WASHINGTON - Two American hikers held captive in Iran for nearly two years have a big hitter in their corner: boxing champion Muhammad Ali, the self-proclaimed "greatest of all time."
Ali led a prominent group of U.S. Muslims in appealing for the release of Shane Bauer and Josh Fattal. The 28-year-old Americans were taken into custody along the Iran-Iraq border in July 2009 and have been held by Iranian authorities ever since. Bauer's fiancee, Sarah Shourd, was released on bail last year and returned to the United States.
Like the former heavyweight champion, the two Americans only "wanted to experience the world, they wanted to experience other cultures, they wanted to experience other people," said Ali's wife, Lonnie, who spoke on his behalf. The 69-year-old Ali sat in a chair next to her, in a dark suit and sunglasses.
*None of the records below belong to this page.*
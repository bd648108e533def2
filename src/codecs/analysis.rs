//! Macroblock analysis for the lossy encoder: activity, segmentation and
//! optional luma dithering.

use alloc::vec;
use alloc::vec::Vec;

use crate::codecs::Lcg;

/// Luma macroblock edge in pixels.
pub(crate) const MB_SIZE: usize = 16;

/// Mean absolute gradient inside one macroblock, scaled by 16.
fn mb_activity(y: &[u8], w: usize, h: usize, mbx: usize, mby: usize) -> u32 {
    let x0 = mbx * MB_SIZE;
    let y0 = mby * MB_SIZE;
    let x1 = (x0 + MB_SIZE).min(w);
    let y1 = (y0 + MB_SIZE).min(h);
    let mut sum = 0u32;
    let mut n = 0u32;
    for yy in y0..y1 {
        for xx in x0..x1 {
            let p = i32::from(y[yy * w + xx]);
            if xx + 1 < x1 {
                sum += (p - i32::from(y[yy * w + xx + 1])).unsigned_abs();
                n += 1;
            }
            if yy + 1 < y1 {
                sum += (p - i32::from(y[(yy + 1) * w + xx])).unsigned_abs();
                n += 1;
            }
        }
    }
    if n == 0 { 0 } else { sum * 16 / n }
}

/// Per-macroblock segment ids, raster order.
#[derive(Debug, Clone, PartialEq, Eq)]
pub(crate) struct SegmentMap {
    pub ids: Vec<u8>,
    pub mb_w: usize,
    pub mb_h: usize,
}

impl SegmentMap {
    pub(crate) fn uniform(mb_w: usize, mb_h: usize) -> Self {
        Self {
            ids: vec![0; mb_w * mb_h],
            mb_w,
            mb_h,
        }
    }

    #[inline]
    pub(crate) fn get(&self, mbx: usize, mby: usize) -> u8 {
        self.ids[mby * self.mb_w + mbx]
    }

    /// Replace each id by the majority of its 3x3 neighborhood, keeping the
    /// current id on ties.
    fn smooth(&mut self, segments: u8) {
        let mut out = self.ids.clone();
        for mby in 0..self.mb_h {
            for mbx in 0..self.mb_w {
                let mut counts = [0u8; 4];
                for ny in mby.saturating_sub(1)..(mby + 2).min(self.mb_h) {
                    for nx in mbx.saturating_sub(1)..(mbx + 2).min(self.mb_w) {
                        counts[usize::from(self.get(nx, ny))] += 1;
                    }
                }
                let current = self.get(mbx, mby);
                let mut best = current;
                for s in 0..segments {
                    if counts[usize::from(s)] > counts[usize::from(best)] {
                        best = s;
                    }
                }
                out[mby * self.mb_w + mbx] = best;
            }
        }
        self.ids = out;
    }
}

/// Split macroblocks into `segments` activity quantiles; segment 0 holds the
/// flattest blocks.
pub(crate) fn segment(y: &[u8], w: usize, h: usize, segments: u8, smooth: bool) -> SegmentMap {
    let mb_w = w.div_ceil(MB_SIZE);
    let mb_h = h.div_ceil(MB_SIZE);
    if segments <= 1 {
        return SegmentMap::uniform(mb_w, mb_h);
    }
    let activity: Vec<u32> = (0..mb_w * mb_h)
        .map(|i| mb_activity(y, w, h, i % mb_w, i / mb_w))
        .collect();
    let mut sorted = activity.clone();
    sorted.sort_unstable();
    let thresholds: Vec<u32> = (1..usize::from(segments))
        .map(|k| sorted[k * sorted.len() / usize::from(segments)])
        .collect();
    let ids = activity
        .iter()
        .map(|&a| thresholds.iter().filter(|&&t| a >= t).count() as u8)
        .collect();
    let mut map = SegmentMap { ids, mb_w, mb_h };
    if smooth {
        map.smooth(segments);
    }
    log::trace!(
        "segmented {mb_w}x{mb_h} macroblocks into {segments}, thresholds {thresholds:?}"
    );
    map
}

/// Per-segment quantizer offsets from spatial noise shaping.
///
/// Busy segments get coarser quantizers, flat ones finer; `sns` of 0
/// disables the modulation.
pub(crate) fn sns_offsets(segments: u8, sns: u8) -> [i32; 4] {
    let mut out = [0i32; 4];
    if segments <= 1 {
        return out;
    }
    let n = i32::from(segments) - 1;
    for (s, slot) in out.iter_mut().enumerate().take(usize::from(segments)) {
        let spread = 2 * s as i32 - n;
        *slot = i32::from(sns) * 12 * spread / (100 * n);
    }
    out
}

/// Add deterministic low-amplitude noise to the luma plane.
pub(crate) fn dither_luma(y: &mut [u8], amplitude: i32) {
    let mut rng = Lcg::new(0x5eed);
    for v in y.iter_mut() {
        *v = (i32::from(*v) + rng.next_in(amplitude)).clamp(0, 255) as u8;
    }
}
He didn't speak.
The appeal was made a day after the two hikers were allowed to call home for only the third time since their arrest. Bauer and Fattal told their families they had staged a 17-day hunger strike after they were prevented from receiving letters.
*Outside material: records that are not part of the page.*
#![no_main]

use libfuzzer_sys::fuzz_target;

fuzz_target!(|data: &[u8]| {
    let detected = zenwebp_lite::is_webp(data);
    if let Ok(info) = zenwebp_lite::get_info(data) {
        assert!(detected);
        assert!(info.width >= 1 && info.height >= 1);
    }
});
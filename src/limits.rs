//! Resource limits and metadata passthrough.

use crate::CodecError;

/// Resource limits applied before a decode allocates pixel memory.
///
/// All limits are optional; [`Limits::none`] accepts any image the
/// bitstream itself can express.
#[derive(Clone, Debug, Default)]
pub struct Limits {
    /// Maximum output width in pixels.
    pub max_width: Option<u32>,
    /// Maximum output height in pixels.
    pub max_height: Option<u32>,
    /// Maximum output pixel count.
    pub max_pixels: Option<u64>,
    /// Maximum size of the decoded buffer in bytes.
    pub max_memory_bytes: Option<u64>,
}

impl Limits {
    /// No restrictions.
    pub fn none() -> Self {
        Self::default()
    }

    /// Set the maximum width and height.
    pub fn with_max_dimensions(mut self, width: u32, height: u32) -> Self {
        self.max_width = Some(width);
        self.max_height = Some(height);
        self
    }

    /// Set the maximum pixel count.
    pub fn with_max_pixels(mut self, pixels: u64) -> Self {
        self.max_pixels = Some(pixels);
        self
    }

    /// Set the maximum decoded buffer size.
    pub fn with_max_memory(mut self, bytes: u64) -> Self {
        self.max_memory_bytes = Some(bytes);
        self
    }

    /// Check image dimensions against the width, height and pixel limits.
    pub fn check_dimensions(&self, width: u32, height: u32) -> Result<(), CodecError> {
        if self.max_width.is_some_and(|max| width > max) {
            return Err(CodecError::LimitExceeded("width exceeds limit"));
        }
        if self.max_height.is_some_and(|max| height > max) {
            return Err(CodecError::LimitExceeded("height exceeds limit"));
        }
        let pixels = u64::from(width) * u64::from(height);
        if self.max_pixels.is_some_and(|max| pixels > max) {
            return Err(CodecError::LimitExceeded("pixel count exceeds limit"));
        }
        Ok(())
    }

    /// Check a planned allocation against the memory limit.
    pub fn check_memory(&self, bytes: u64) -> Result<(), CodecError> {
        if self.max_memory_bytes.is_some_and(|max| bytes > max) {
            return Err(CodecError::LimitExceeded("memory allocation exceeds limit"));
        }
        Ok(())
    }
}

/// Metadata chunks to embed when encoding.
///
/// Any present field switches the output to the extended (`VP8X`) layout.
#[derive(Clone, Copy, Debug, Default)]
pub struct ImageMetadata<'a> {
    /// ICC color profile (`ICCP` chunk).
    pub icc_profile: Option<&'a [u8]>,
    /// EXIF block (`EXIF` chunk).
    pub exif: Option<&'a [u8]>,
    /// XMP packet (`XMP ` chunk).
    pub xmp: Option<&'a [u8]>,
}

impl<'a> ImageMetadata<'a> {
    /// No metadata.
    pub fn none() -> Self {
        Self::default()
    }

    pub(crate) fn is_empty(&self) -> bool {
        self.icc_profile.is_none() && self.exif.is_none() && self.xmp.is_none()
    }
}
Bauer's mother, Cindy Hickey of Pine City, Minn., and Fattal's mother, Laura Fattal of suburban Philadelphia, joined the call on the Islamic republic's leaders for action. A trial had been scheduled to resume on May 11, but Bauer and Fattal weren't brought to court and no explanation was given to the families or their lawyer in Tehran.
A Foreign Ministry spokesman told Iranian state TV that calling them hikers is a "joke."
The two Americans are charged with espionage. They deny the charges.
"Their detention has everything to do with animosity between Iran and the United States, and nothing to do with anything they have done," said Shourd, who was released eight months ago on $500,000 bail and has refused to return to Iran for trial. She is being prosecuted in absentia.
The three Americans have denied the spy charges and claimed they were only hiking in a scenic area of northern Iraq near the Iranian frontier.